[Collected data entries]
※
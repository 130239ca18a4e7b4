//! Размещение поселений и подземелий
//!
//! Вокруг каждого объекта держится свободная зона радиуса 2: в ней не может стоять другой объект.

use tracing::debug;

use crate::error::{GenerationError, Result};
use crate::growth::quadrant_points;
use crate::grid::{Grid, Pos};
use crate::objects::MapObject;
use crate::random::Dice;
use crate::terrain::CellProperty;
use crate::zones::ZoneIndex;

/// Радиус свободной зоны вокруг объекта
pub const OBJECT_CLEARANCE: u32 = 2;
/// Попыток на одно подземелье
pub const DUNGEON_ATTEMPTS: u32 = 100;
/// Сколько подряд пачек стартовых точек может не дать ни одного нового места
const IDLE_BATCH_LIMIT: usize = 100;

fn is_clear(grid: &Grid, pos: Pos) -> bool {
    grid.area(pos, OBJECT_CLEARANCE)
        .iter()
        .all(|&p| grid.cell(p).object().is_none())
}

fn is_free_land(grid: &Grid, pos: Pos) -> bool {
    !grid.is_water(pos) && is_clear(grid, pos)
}

/// Места для поселений: стартовые точки по четвертям, не ближе радиуса 2 друг к другу
fn settlement_candidates(grid: &Grid, dice: &mut Dice, count: usize) -> Vec<Pos> {
    let mut candidates: Vec<Pos> = Vec::with_capacity(count);
    let mut idle = 0;
    while candidates.len() < count && idle < IDLE_BATCH_LIMIT {
        let before = candidates.len();
        for point in quadrant_points(grid.width(), grid.height(), dice) {
            if candidates.len() == count {
                break;
            }
            if candidates
                .iter()
                .all(|c| c.ring_distance(point) > OBJECT_CLEARANCE)
            {
                candidates.push(point);
            }
        }
        idle = if candidates.len() == before { idle + 1 } else { 0 };
    }
    candidates
}

/// Уводит точку с воды блужданием по клеткам без объектов
fn walk_to_land(grid: &Grid, zones: &mut ZoneIndex, dice: &mut Dice, start: Pos) -> Result<Option<Pos>> {
    let mut point = start;
    for _ in 0..grid.len() * 4 {
        if is_free_land(grid, point) {
            return Ok(Some(point));
        }
        let candidates = zones.find_unassigned(grid, CellProperty::Object, point);
        if candidates.is_empty() {
            return Ok(None);
        }
        point = *dice.uniform(&candidates)?;
    }

    // блуждание не нашло сушу — берём любую свободную
    let free: Vec<Pos> = grid.positions().filter(|&p| is_free_land(grid, p)).collect();
    if free.is_empty() {
        return Ok(None);
    }
    Ok(Some(*dice.uniform(&free)?))
}

/// Размещает до `count` поселений; id выдаются подряд начиная с `first_id`
pub fn place_settlements(
    grid: &mut Grid,
    zones: &mut ZoneIndex,
    dice: &mut Dice,
    count: usize,
    first_id: u32,
) -> Result<Vec<MapObject>> {
    let mut placed = Vec::with_capacity(count);
    for point in settlement_candidates(grid, dice, count) {
        let Some(pos) = walk_to_land(grid, zones, dice, point)? else {
            debug!(?point, "нет свободной суши для поселения");
            continue;
        };
        let settlement = MapObject::settlement(first_id + placed.len() as u32, pos);
        grid.cell_mut(pos).object = Some(settlement.clone());
        placed.push(settlement);
    }
    Ok(placed)
}

/// Одна попытка разместить подземелье в случайной свободной клетке
pub fn try_place_dungeon(grid: &mut Grid, dice: &mut Dice, id: u32) -> Result<MapObject> {
    let (max_x, max_y) = (i64::from(grid.width()) - 1, i64::from(grid.height()) - 1);
    for _ in 0..DUNGEON_ATTEMPTS {
        let pos = Pos::new(dice.range(0, max_x) as u32, dice.range(0, max_y) as u32);
        if is_clear(grid, pos) {
            let dungeon = MapObject::dungeon(id, pos);
            grid.cell_mut(pos).object = Some(dungeon.clone());
            return Ok(dungeon);
        }
    }
    Err(GenerationError::PlacementExhausted {
        id,
        attempts: DUNGEON_ATTEMPTS,
    })
}

/// Размещает подземелья; не поместившиеся молча пропускаются
pub fn place_dungeons(grid: &mut Grid, dice: &mut Dice, count: usize, first_id: u32) -> Vec<MapObject> {
    let mut placed = Vec::with_capacity(count);
    for _ in 0..count {
        match try_place_dungeon(grid, dice, first_id + placed.len() as u32) {
            Ok(dungeon) => placed.push(dungeon),
            Err(err) => debug!(%err, "подземелье пропущено"),
        }
    }
    placed
}
use rpg_mapgen::denoise::is_settled;
use rpg_mapgen::depth::classify;
use rpg_mapgen::{
    Biome, CellProperty, GenerationError, GeneratorSettings, Grid, MapObjectKind, MapSize, Pos,
    WaterAlgorithm, generate_map,
};

fn medium(seed: u64) -> GeneratorSettings {
    GeneratorSettings {
        seed: Some(seed),
        ..GeneratorSettings::for_size(MapSize::Medium)
    }
}

fn generate(settings: GeneratorSettings) -> Grid {
    generate_map(settings).expect("generation must succeed")
}

#[test]
fn two_biome_map_without_features() {
    let settings = GeneratorSettings {
        width: 32,
        height: 32,
        seed: Some(2024),
        biomes: vec![Biome::Plain, Biome::Water],
        equal_biomes: true,
        water_algorithm: WaterAlgorithm::AsBiome,
        rivers: 0,
        settlements: 0,
        dungeons: 0,
        ..GeneratorSettings::default()
    };
    let grid = generate(settings);

    assert_eq!(grid.count_assigned(CellProperty::Biome), 32 * 32);
    assert_eq!(grid.count_assigned(CellProperty::Relief), 32 * 32);

    let summary = grid.summary();
    let land = summary.biomes.get(&Biome::Plain).copied().unwrap_or(0);
    let water = summary.biomes.get(&Biome::Water).copied().unwrap_or(0);
    assert_eq!(land + water, 32 * 32);
    assert!(land > 32 * 32 / 4 && water > 32 * 32 / 4, "land = {land}, water = {water}");

    assert_eq!(grid.objects().count(), 0);
    assert!(grid.cells().all(|(_, cell)| cell.road().is_none()));
}

#[test]
fn same_seed_same_map() {
    let a = generate(medium(99));
    let b = generate(medium(99));
    assert_eq!(a, b);

    let c = generate(medium(100));
    assert_ne!(a, c);
}

#[test]
fn land_cells_are_not_lonely_after_generation() {
    let grid = generate(medium(7));
    for pos in grid.positions() {
        assert!(is_settled(&grid, pos), "{pos:?} is a lonely {:?}", grid.cell(pos).biome());
    }
}

#[test]
fn objects_keep_their_distance() {
    let settings = GeneratorSettings {
        settlements: 6,
        dungeons: 30,
        ..medium(31)
    };
    let grid = generate(settings);
    let objects: Vec<_> = grid.objects().collect();
    assert!(objects.iter().any(|o| o.kind == MapObjectKind::Settlement));

    for (i, a) in objects.iter().enumerate() {
        assert_eq!(grid.cell(a.position).object(), Some(*a));
        for b in &objects[i + 1..] {
            assert!(a.position.ring_distance(b.position) > 2, "{a:?} vs {b:?}");
        }
    }
    for settlement in objects.iter().filter(|o| o.kind == MapObjectKind::Settlement) {
        assert!(!grid.is_water(settlement.position));
    }
}

#[test]
fn water_depth_matches_neighbourhood() {
    let grid = generate(medium(12));
    for (pos, cell) in grid.cells() {
        if cell.is_water() {
            assert_eq!(cell.depth(), Some(classify(&grid, pos)));
        } else {
            assert_eq!(cell.depth(), None);
        }
    }
}

#[test]
fn roads_connect_to_neighbouring_roads() {
    let settings = GeneratorSettings {
        settlements: 5,
        ..medium(5)
    };
    let grid = generate(settings);
    for (pos, cell) in grid.cells() {
        let Some(road) = cell.road() else { continue };
        for side in &road.sides {
            let neighbour = grid
                .ring(pos, 1)
                .into_iter()
                .find(|&n| pos.side_towards(n) == Some(*side))
                .expect("side points inside the map");
            assert!(grid.cell(neighbour).road().is_some(), "{pos:?} -> {side:?}");
        }
    }
}

#[test]
fn levels_follow_civilisation() {
    let grid = generate(medium(21));
    for (_, cell) in grid.cells() {
        let level = cell.level();
        if cell.has_settlement() || cell.road().is_some() {
            assert!((1..=6).contains(&level));
        } else {
            assert!((5..=56).contains(&level));
        }
    }
}

#[test]
fn equal_biomes_stay_balanced() {
    let catalog = vec![Biome::Plain, Biome::Forest, Biome::Desert, Biome::Tundra];
    let settings = GeneratorSettings {
        biomes: catalog.clone(),
        water_algorithm: WaterAlgorithm::NoWater,
        rivers: 0,
        ..medium(44)
    };
    let grid = generate(settings);
    let fair = grid.len() / catalog.len();
    let summary = grid.summary();
    for biome in catalog {
        let count = summary.biomes.get(&biome).copied().unwrap_or(0);
        assert!(count * 3 >= fair && count <= fair * 3, "{biome:?}: {count} vs {fair}");
    }
}

#[test]
fn single_cell_map_is_complete() {
    let settings = GeneratorSettings {
        width: 1,
        height: 1,
        seed: Some(1),
        settlements: 1,
        dungeons: 1,
        rivers: 1,
        ..GeneratorSettings::default()
    };
    let grid = generate(settings);
    let cell = grid.cell(Pos::new(0, 0));
    assert!(cell.biome().is_some());
    assert!(cell.relief().is_some());
}

#[test]
fn negative_road_weight_is_rejected_before_routing() {
    let mut settings = GeneratorSettings {
        seed: Some(3),
        settlements: 6,
        ..GeneratorSettings::for_size(MapSize::Small)
    };
    settings.road_scorer.road_cost = -1.0;
    assert!(matches!(
        generate_map(settings),
        Err(GenerationError::InvalidWeight { .. })
    ));
}

#[test]
fn exported_map_loads_back() {
    let grid = generate(medium(8));
    let json = grid.to_json().expect("export");
    assert_eq!(Grid::from_json(&json).expect("import"), grid);
}
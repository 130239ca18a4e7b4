use crate::config::RiverScorerSettings;
use crate::grid::{Grid, Pos};
use crate::pathfinding::Scorer;

/// Реки тянутся к воде и низинам, обходят горы и поселения
pub struct RiverScorer {
    settings: RiverScorerSettings,
}

impl RiverScorer {
    #[must_use]
    pub fn new(settings: RiverScorerSettings) -> Self {
        Self { settings }
    }
}

impl Scorer for RiverScorer {
    fn cost(&self, grid: &Grid, _from: Pos, to: Pos) -> f64 {
        let cell = grid.cell(to);
        let mut cost = if cell.is_water() {
            self.settings.water_cost
        } else {
            self.settings.step_cost
        };
        if let Some(relief) = cell.relief() {
            cost += self.settings.relief_cost * f64::from(relief.difficulty());
        }
        if cell.has_settlement() {
            cost += self.settings.settlement_cost;
        }
        cost
    }

    fn estimate(&self, _grid: &Grid, from: Pos, goal: Pos) -> f64 {
        let cheapest = self.settings.water_cost.min(self.settings.step_cost);
        f64::from(from.ring_distance(goal)) * cheapest
    }
}
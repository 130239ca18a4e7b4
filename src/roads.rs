//! Дорожная сеть между размещёнными объектами
//!
//! Объекты соединяются парами, а не остовным деревом: связность всей сети не гарантируется.

use tracing::debug;

use crate::error::Result;
use crate::grid::{Grid, Pos, Road};
use crate::objects::{MapObject, RoadAffinity};
use crate::pathfinding::{RoadScorer, RouteFinder};
use crate::random::Dice;

/// Объекты, к которым будут вести дороги: не на воде; `MayConnect` — по броску монеты
fn road_candidates(grid: &Grid, dice: &mut Dice, objects: &[MapObject]) -> Vec<Pos> {
    objects
        .iter()
        .filter(|object| {
            !grid.is_water(object.position)
                && match object.road_affinity() {
                    RoadAffinity::MustConnect => true,
                    RoadAffinity::MayConnect => dice.coin(),
                    RoadAffinity::None => false,
                }
        })
        .map(|object| object.position)
        .collect()
}

/// Прокладывает дороги; возвращает число построенных маршрутов.
///
/// Пока кандидатов больше двух, последний соединяется со случайным другим, и оба
/// выбывают. Ненайденный маршрут просто пропускается.
pub fn build_roads(
    grid: &mut Grid,
    finder: &RouteFinder,
    scorer: &RoadScorer,
    dice: &mut Dice,
    objects: &[MapObject],
) -> Result<usize> {
    let mut candidates = road_candidates(grid, dice, objects);
    let mut built = 0;

    while candidates.len() > 2 {
        let partner = dice.index(candidates.len() - 1)?;
        let Some(from) = candidates.pop() else { break };
        let to = candidates.remove(partner);

        match finder.find_route(grid, scorer, from, to) {
            Ok(route) => {
                lay_road(grid, &route);
                built += 1;
            }
            Err(err) => debug!(%err, "дорога не построена"),
        }
    }
    Ok(built)
}

/// Отмечает маршрут на клетках: стороны к предыдущей и следующей клетке и объект на клетке.
///
/// Дорога ложится на все клетки маршрута, включая обе конечные: клетки объектов
/// получают дорогу с `touches_object`. Стороны хранятся множеством, повторная
/// прокладка того же маршрута ничего не меняет.
pub fn lay_road(grid: &mut Grid, route: &[Pos]) {
    for (i, &pos) in route.iter().enumerate() {
        let previous = i.checked_sub(1).and_then(|p| pos.side_towards(route[p]));
        let next = route.get(i + 1).and_then(|&n| pos.side_towards(n));

        let cell = grid.cell_mut(pos);
        let touches_object = cell.object.is_some();
        let road = cell.road.get_or_insert_with(Road::default);
        road.touches_object |= touches_object;
        for side in previous.into_iter().chain(next) {
            road.connect(side);
        }
    }
}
※
[What you need to do] Using the records above, report each line with the string "GenerationError".

[Exercise output]
use crate::error::{GenerationError, Result};
    Err(GenerationError::PlacementExhausted {
    Biome, CellProperty, GenerationError, GeneratorSettings, Grid, MapObjectKind, MapSize, Pos,
        Err(GenerationError::InvalidWeight { .. })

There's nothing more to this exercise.